Investors need not waste time worrying about what they can’t control, like market volatility and its many causes, because there is a greater threat to their financial success and it comes from within.
The internal battle we face is a war between our primitive minds and our current reality, where some of these primal survival skills are outdated, if not useless. The cognitive biases that kept the species alive, can lead to making less than optimal financial decisions – especially if we are unaware of them.
According to James Clear (Atomic Habits), much of our behavior is rooted in reducing uncertainty, relieving anxiety, and winning social acceptance/approval. At the heart of these inclinations is the goal of propagation of the species. Our cognitive biases encourage us to be part of a tribe to stay safe (and alive) in order to multiply.

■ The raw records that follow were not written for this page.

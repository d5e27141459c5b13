//! Difficulty/wave generator
//!
//! `build_level` is a pure function of the level number: no RNG, so tests can
//! assert exact grid shapes and HP totals per level. The grid grows then
//! saturates; HP follows a repeating four-level ramp where the baseline rises
//! every four levels and the share of tougher rows grows within each block.

use glam::Vec2;

use super::state::{GameState, Invader, InvaderTier};
use crate::consts::*;

/// Oversized singular units spawned above the grid on milestone levels
#[derive(Debug, Clone, Copy, PartialEq, Eq)]
pub enum BossKind {
    /// Levels ending in 5: 4x size, 250x tier HP
    Mini,
    /// Levels divisible by 10: 6x size, 500x tier HP
    Full,
}

/// Deterministic description of one level's formation
#[derive(Debug, Clone, PartialEq, Eq)]
pub struct LevelPlan {
    pub level: u32,
    pub rows: u32,
    pub cols: u32,
    pub base_hp: i32,
    pub higher_hp: i32,
    /// Topmost rows assigned `higher_hp` instead of `base_hp`
    pub rows_with_higher: u32,
    pub boss: Option<BossKind>,
}

/// Derive the formation layout for a level number
pub fn build_level(level: u32) -> LevelPlan {
    let rows = (INVADER_ROWS + level / 2).min(7);
    let cols = (INVADER_COLS + level / 3).min(14);

    let block = (level - 1) / 4;
    let phase = (level - 1) % 4;
    let base_hp = 1 + block as i32;
    let higher_hp = base_hp + 1;
    let rows_with_higher = phase * 2;

    let boss = if level % 10 == 0 {
        Some(BossKind::Full)
    } else if level % 10 == 5 {
        Some(BossKind::Mini)
    } else {
        None
    };

    LevelPlan {
        level,
        rows,
        cols,
        base_hp,
        higher_hp,
        rows_with_higher,
        boss,
    }
}

impl LevelPlan {
    /// The effective per-unit HP tier this level, used for boss HP scaling
    pub fn tier_hp(&self) -> i32 {
        if self.rows_with_higher > 0 {
            self.higher_hp
        } else {
            self.base_hp
        }
    }

    pub fn grid_width(&self) -> f32 {
        self.cols as f32 * (INVADER_W + GRID_GAP) - GRID_GAP
    }

    /// Expand the plan into concrete units: the grid plus the optional boss.
    /// The boss occupies its own slot above the grid; it never replaces
    /// grid invaders.
    pub fn invaders(&self) -> Vec<Invader> {
        let mut out = Vec::with_capacity((self.rows * self.cols) as usize + 1);

        for row in 0..self.rows {
            for col in 0..self.cols {
                let tier = if row == 0 {
                    InvaderTier::Elite
                } else if row < self.rows.div_ceil(2) {
                    InvaderTier::Soldier
                } else {
                    InvaderTier::Grunt
                };
                let hp = if row < self.rows_with_higher {
                    self.higher_hp
                } else {
                    self.base_hp
                };
                out.push(Invader {
                    pos: Vec2::new(
                        GRID_START_X + col as f32 * (INVADER_W + GRID_GAP),
                        GRID_START_Y + row as f32 * (INVADER_H + GRID_GAP),
                    ),
                    size: Vec2::new(INVADER_W, INVADER_H),
                    tier,
                    hp,
                    max_hp: hp,
                });
            }
        }

        if let Some(kind) = self.boss {
            let (scale, tier, hp_mult) = match kind {
                BossKind::Full => (6.0, InvaderTier::Boss, 500),
                BossKind::Mini => (4.0, InvaderTier::MiniBoss, 250),
            };
            let size = Vec2::new(INVADER_W * scale, INVADER_H * scale);
            let hp = self.tier_hp() * hp_mult;
            out.push(Invader {
                pos: Vec2::new(
                    GRID_START_X + self.grid_width() / 2.0 - size.x / 2.0,
                    GRID_START_Y - size.y - GRID_GAP * 2.0,
                ),
                size,
                tier,
                hp,
                max_hp: hp,
            });
        }

        out
    }
}

/// Rebuild the formation for the state's current level
pub fn spawn_formation(state: &mut GameState) {
    let plan = build_level(state.level);
    if let Some(kind) = plan.boss {
        log::info!("Level {}: spawning {:?} boss", state.level, kind);
    }
    state.invaders = plan.invaders();
    state.sweep_dir = 1.0;
    state.grid_x = GRID_START_X;
    state.grid_w = plan.grid_width();
}
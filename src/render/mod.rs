//! Canvas2D presentation of a simulation snapshot
//!
//! Purely read-only over [`GameState`]: the renderer owns no game logic, just
//! a context, a sprite cache and the parallax starfield. Visual randomness
//! (shake jitter, star placement) uses `Math.random` and never touches the
//! simulation RNG.

mod sprites;

pub use sprites::SpriteCache;

use wasm_bindgen::{JsCast, JsValue};
use web_sys::{CanvasRenderingContext2d, Document, HtmlCanvasElement};

use crate::Settings;
use crate::consts::*;
use crate::sim::GameState;

/// Palette id -> CSS color mapping shared by sprites and particles
pub mod palette {
    use crate::sim::particles::color;

    pub fn css(id: u32) -> &'static str {
        match id {
            color::PLAYER => "#00f5ff",
            color::INVADER_MID => "#ff00ff",
            color::INVADER_LOW => "#39ff14",
            color::INVADER_TOP => "#ff6600",
            color::BOSS => "#ff0844",
            color::ROCKET => "#ff6600",
            color::FLASH => "#ffffff",
            color::SHIELD => "#00f5ff",
            color::PIERCE => "#ffff00",
            _ => "#ff3366",
        }
    }
}

const BACKGROUND: &str = "#0d0d14";

struct Star {
    x: f64,
    y: f64,
    size: f64,
    speed: f64,
}

/// Three parallax layers, slowest and smallest at the back
fn build_starfield() -> Vec<Star> {
    let layers: [(f64, f64, usize); 3] = [(1.0, 0.5, 50), (2.0, 1.2, 30), (3.0, 2.5, 15)];
    let mut stars = Vec::new();
    for (size, speed, count) in layers {
        for _ in 0..count {
            stars.push(Star {
                x: js_sys::Math::random() * FIELD_W as f64,
                y: js_sys::Math::random() * FIELD_H as f64,
                size,
                speed,
            });
        }
    }
    stars
}

pub struct Renderer {
    ctx: CanvasRenderingContext2d,
    sprites: SpriteCache,
    stars: Vec<Star>,
}

impl Renderer {
    pub fn new(canvas: &HtmlCanvasElement, document: &Document) -> Result<Self, JsValue> {
        canvas.set_width(FIELD_W as u32);
        canvas.set_height(FIELD_H as u32);
        let ctx: CanvasRenderingContext2d = canvas
            .get_context("2d")?
            .ok_or("no 2d context")?
            .dyn_into()?;

        Ok(Self {
            ctx,
            sprites: SpriteCache::new(document)?,
            stars: build_starfield(),
        })
    }

    /// Draw one full frame
    pub fn draw(&mut self, state: &GameState, settings: &Settings) {
        let ctx = &self.ctx;

        ctx.save();
        if state.shake > 0.0 && settings.effective_screen_shake() {
            let dx = (js_sys::Math::random() - 0.5) * state.shake as f64;
            let dy = (js_sys::Math::random() - 0.5) * state.shake as f64;
            let _ = ctx.translate(dx, dy);
        }

        ctx.set_fill_style_str(BACKGROUND);
        ctx.fill_rect(-50.0, -50.0, FIELD_W as f64 + 100.0, FIELD_H as f64 + 100.0);

        self.draw_starfield();
        self.draw_invaders(state);
        self.draw_projectiles(state);
        self.draw_rockets(state);
        self.draw_upgrades(state);
        if settings.particles {
            self.draw_particles(state);
        }
        self.draw_player(state);

        if state.debug {
            let ctx = &self.ctx;
            ctx.set_fill_style_str("#ffff00");
            ctx.set_font("12px monospace");
            ctx.set_text_align("left");
            let _ = ctx.fill_text("DEBUG", 8.0, 16.0);
        }

        self.ctx.restore();
    }

    fn draw_starfield(&mut self) {
        let ctx = &self.ctx;
        ctx.set_fill_style_str("#556");
        for star in &mut self.stars {
            star.y += star.speed;
            if star.y > FIELD_H as f64 {
                star.y = 0.0;
                star.x = js_sys::Math::random() * FIELD_W as f64;
            }
            ctx.fill_rect(star.x, star.y, star.size, star.size);
        }
    }

    fn draw_invaders(&self, state: &GameState) {
        let ctx = &self.ctx;
        for inv in &state.invaders {
            let key = SpriteCache::invader_key(inv.tier);
            // Damaged units fade toward the background
            let ratio = 0.45 + 0.55 * (inv.hp.max(0) as f64 / inv.max_hp as f64);
            ctx.set_global_alpha(ratio);
            if let Some(sprite) = self.sprites.get(key) {
                let _ = ctx.draw_image_with_html_canvas_element_and_dw_and_dh(
                    sprite,
                    inv.pos.x as f64,
                    inv.pos.y as f64,
                    inv.size.x as f64,
                    inv.size.y as f64,
                );
            } else {
                ctx.set_fill_style_str(palette::css(inv.tier.color()));
                ctx.fill_rect(
                    inv.pos.x as f64,
                    inv.pos.y as f64,
                    inv.size.x as f64,
                    inv.size.y as f64,
                );
            }
            ctx.set_global_alpha(1.0);

            // HP bar under bosses
            if inv.is_boss() {
                let frac = inv.hp.max(0) as f64 / inv.max_hp as f64;
                let y = (inv.pos.y + inv.size.y) as f64 + 4.0;
                ctx.set_fill_style_str("#222");
                ctx.fill_rect(inv.pos.x as f64, y, inv.size.x as f64, 4.0);
                ctx.set_fill_style_str(palette::css(inv.tier.color()));
                ctx.fill_rect(inv.pos.x as f64, y, inv.size.x as f64 * frac, 4.0);
            }
        }
    }

    fn draw_projectiles(&self, state: &GameState) {
        let ctx = &self.ctx;

        ctx.set_shadow_blur(6.0);
        ctx.set_shadow_color(palette::css(crate::sim::particles::color::PLAYER));
        ctx.set_fill_style_str("#affcff");
        for bullet in &state.bullets {
            ctx.fill_rect(
                bullet.pos.x as f64,
                bullet.pos.y as f64,
                BULLET_W as f64,
                BULLET_H as f64,
            );
        }

        ctx.set_shadow_color("#ff0844");
        ctx.set_fill_style_str("#ff88aa");
        for bullet in &state.enemy_bullets {
            ctx.fill_rect(
                bullet.pos.x as f64,
                bullet.pos.y as f64,
                INVADER_BULLET_W as f64,
                INVADER_BULLET_H as f64,
            );
        }
        ctx.set_shadow_blur(0.0);

        // Missiles point along their cached heading
        for missile in &state.boss_missiles {
            ctx.save();
            let cx = (missile.pos.x + BOSS_MISSILE_W / 2.0) as f64;
            let cy = (missile.pos.y + BOSS_MISSILE_H / 2.0) as f64;
            let _ = ctx.translate(cx, cy);
            let _ = ctx.rotate(missile.heading as f64 - std::f64::consts::FRAC_PI_2);
            ctx.set_fill_style_str(palette::css(crate::sim::particles::color::BOSS));
            ctx.fill_rect(
                -(BOSS_MISSILE_W as f64) / 2.0,
                -(BOSS_MISSILE_H as f64) / 2.0,
                BOSS_MISSILE_W as f64,
                BOSS_MISSILE_H as f64,
            );
            ctx.restore();
        }
    }

    fn draw_rockets(&self, state: &GameState) {
        let ctx = &self.ctx;
        let rocket_color = palette::css(crate::sim::particles::color::ROCKET);

        for rocket in &state.rockets {
            // Target crosshair
            ctx.set_stroke_style_str(rocket_color);
            ctx.set_line_width(1.0);
            ctx.stroke_rect(
                (rocket.target.x - INVADER_W / 2.0) as f64,
                (rocket.target.y - INVADER_H / 2.0) as f64,
                INVADER_W as f64,
                INVADER_H as f64,
            );

            ctx.save();
            let center = rocket.center();
            let _ = ctx.translate(center.x as f64, center.y as f64);
            let _ = ctx.rotate(
                (rocket.vel.y.atan2(rocket.vel.x) + std::f32::consts::FRAC_PI_2) as f64,
            );
            ctx.set_fill_style_str(rocket_color);
            ctx.fill_rect(
                -(ROCKET_W as f64) / 2.0,
                -(ROCKET_H as f64) / 2.0,
                ROCKET_W as f64,
                ROCKET_H as f64,
            );
            ctx.restore();
        }
    }

    fn draw_upgrades(&self, state: &GameState) {
        let ctx = &self.ctx;
        for upgrade in &state.upgrades {
            let key = format!("upgrade_{}", upgrade.kind.as_str());
            if let Some(sprite) = self.sprites.get(&key) {
                let _ = ctx.draw_image_with_html_canvas_element(
                    sprite,
                    upgrade.pos.x as f64,
                    upgrade.pos.y as f64,
                );
            }
        }
    }

    fn draw_particles(&self, state: &GameState) {
        let ctx = &self.ctx;
        for p in state.particles.iter_active() {
            let t = p.life as f64 / p.max_life as f64;
            let size = p.max_size as f64 * (1.0 - t);
            if size < 0.5 {
                continue;
            }
            ctx.set_global_alpha(1.0 - t);
            ctx.set_fill_style_str(palette::css(p.color));
            ctx.fill_rect(
                p.pos.x as f64 - size / 2.0,
                p.pos.y as f64 - size / 2.0,
                size,
                size,
            );
        }
        ctx.set_global_alpha(1.0);
    }

    fn draw_player(&self, state: &GameState) {
        use std::f64::consts::TAU;

        let ctx = &self.ctx;
        let p = &state.player;
        let color = palette::css(crate::sim::particles::color::PLAYER);

        ctx.set_shadow_blur(10.0);
        ctx.set_shadow_color(color);
        ctx.set_fill_style_str(color);
        // Hull triangle with a wide base
        ctx.begin_path();
        ctx.move_to((p.pos.x + PLAYER_W / 2.0) as f64, p.pos.y as f64);
        ctx.line_to(p.pos.x as f64, (p.pos.y + PLAYER_H) as f64);
        ctx.line_to((p.pos.x + PLAYER_W) as f64, (p.pos.y + PLAYER_H) as f64);
        ctx.close_path();
        ctx.fill();
        ctx.set_shadow_blur(0.0);

        if state.shield_hits > 0 {
            let center = p.center();
            ctx.set_stroke_style_str(palette::css(crate::sim::particles::color::SHIELD));
            ctx.set_line_width(2.0);
            ctx.begin_path();
            let _ = ctx.arc(
                center.x as f64,
                center.y as f64,
                PLAYER_W as f64 * 0.75,
                0.0,
                TAU,
            );
            ctx.stroke();
        }
    }
}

But for a modern-day investor, the greatest success comes from taking risk, and going against the crowd’s greed or fear. Understanding these cognitive biases is crucial to overriding them and not mistaking them as “gut instincts.”
The Last Experience Might Not Be Replicated
Our ability to not repeat mistakes is the Recency Effect at work, which is how we learn not to touch a hot stove. We associate the last experience in a given situation as one that will be replicated. But, not all situations have as certain an outcome as this. When it comes to investing, this bias leaves investors believing that the next experience they have will be the same as their last (for better, or for worse). This can lead investors to be overly fearful, sitting in cash at the worst time; or, investing aggressively, thinking the next new high is on the horizon. However, just because it happened last time isn’t a strategy.
Fear is Instinct, Not Intuition
Survival instincts have us place more emphasis on negative thoughts and perceived threats. This Attentional Cognitive Bias even shapes the way we remember experiences. We are more likely to remember the magnitude of the pain of loss than the highs from the joy of a win. When combined with the Recency Effect, it is a potent cocktail that keeps once-bitten shy investors perpetually sitting on the sidelines, waiting to re-enter, and never able to jump back in. The result is missed opportunity and wasted years that could have been spent compounding investment results to build wealth overtime.
Surrounded by Information and Agreement Clouds Judgment
A cognitive bias made particularly potent in our modern era is Availability Heuristic, which places greater importance on information that is readily available (e.g., virally spread) regardless of its merit. In addition, algorithms serve up a daily diet of content that echoes what we already believe. And this Confirmation Bias creates confidence that we are right because there is a whole tribe of people in agreement. This is how irrational exuberance takes hold, leading investors to gorge en masse on stocks that cost more than they are actually worth.
Dial Back on Emotion
The only way to handle our modern day investment challenges is to dial back on the very thing that helped keep us alive – our emotional response to stimuli. Fortunately, there is data going back to the 1920s that shows how different types of investments have performed over various time frames (with stocks being the strongest performer). We can look to volatile times in the market’s history and see now that these were buying opportunities for long-term investors. While past performance is no guarantee of future results, probability is all an investor can look to.
Still, on an emotional level it can be difficult to make the decision to invest. This is where automation and technology can be used to establish a systematic investment plan to buy every month, regardless of market performance. Automation frees investors from the angst of decision making, or trying to time their investments. It offers a reprieve against the onslaught of information (and misinformation) that triggers our cognitive biases.
Most importantly, it makes it easier to tune out the noise, resist where our primitive minds would lead us, and learn to get comfortable with the uncomfortable. And perhaps this is the greatest survival skill of all.